*EXERCISE*
The lines of the records that include "inner" should all be copied.

(DATA SUPPLIED Opens)

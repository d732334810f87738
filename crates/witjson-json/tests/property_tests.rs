// Dweve WitJSON - Typed JSON Marshaling Framework
//
// Copyright (c) 2025 Dweve IP B.V. and individual contributors.
//
// SPDX-License-Identifier: Apache-2.0
//
// Licensed under the Apache License, Version 2.0 (the "License");
// you may not use this file except in compliance with the License.
// You may obtain a copy of the License in the LICENSE file at the
// root of this repository or at: http://www.apache.org/licenses/LICENSE-2.0
//
// Unless required by applicable law or agreed to in writing, software
// distributed under the License is distributed on an "AS IS" BASIS,
// WITHOUT WARRANTIES OR CONDITIONS OF ANY KIND, either express or implied.
// See the License for the specific language governing permissions and
// limitations under the License.

//! Property-based tests for the wire boundary.

use proptest::prelude::*;
use witjson_core::Value;
use witjson_json::{from_json, to_json, FromJsonConfig, ToJsonConfig};

/// Generate finite value trees a few levels deep
fn arb_value() -> impl Strategy<Value = Value> {
    let leaf = prop_oneof![
        Just(Value::Null),
        any::<bool>().prop_map(Value::Bool),
        any::<i64>().prop_map(Value::Int),
        // quarters survive text exactly
        (-1_000_000i64..1_000_000).prop_map(|n| Value::Float(n as f64 / 4.0)),
        "[a-zA-Z0-9 _\\-\"\\\\]{0,12}".prop_map(Value::String),
    ];
    leaf.prop_recursive(4, 64, 8, |inner| {
        prop_oneof![
            prop::collection::vec(inner.clone(), 0..8).prop_map(Value::Array),
            prop::collection::btree_map("[a-z_]{1,8}", inner, 0..8).prop_map(Value::Object),
        ]
    })
}

proptest! {
    /// Property: text written from a value parses back to the same value
    #[test]
    fn prop_text_round_trip(value in arb_value(), pretty in any::<bool>()) {
        let config = ToJsonConfig { pretty };
        let text = to_json(&value, &config).unwrap();
        let back = from_json(&text, &FromJsonConfig::default()).unwrap();
        prop_assert_eq!(back, value);
    }

    /// Property: Display output is valid JSON for the same value
    #[test]
    fn prop_display_is_json(value in arb_value()) {
        let back = from_json(&value.to_string(), &FromJsonConfig::default()).unwrap();
        prop_assert_eq!(back, value);
    }

    /// Property: arbitrary text never panics the parser
    #[test]
    fn prop_parse_no_panic(text in ".{0,64}") {
        let _ = from_json(&text, &FromJsonConfig::default());
    }
}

(DATA SUPPLIED Closes)

*EXERCISE ANSWER*
    leaf.prop_recursive(4, 64, 8, |inner| {
            prop::collection::vec(inner.clone(), 0..8).prop_map(Value::Array),
            prop::collection::btree_map("[a-z_]{1,8}", inner, 0..8).prop_map(Value::Object),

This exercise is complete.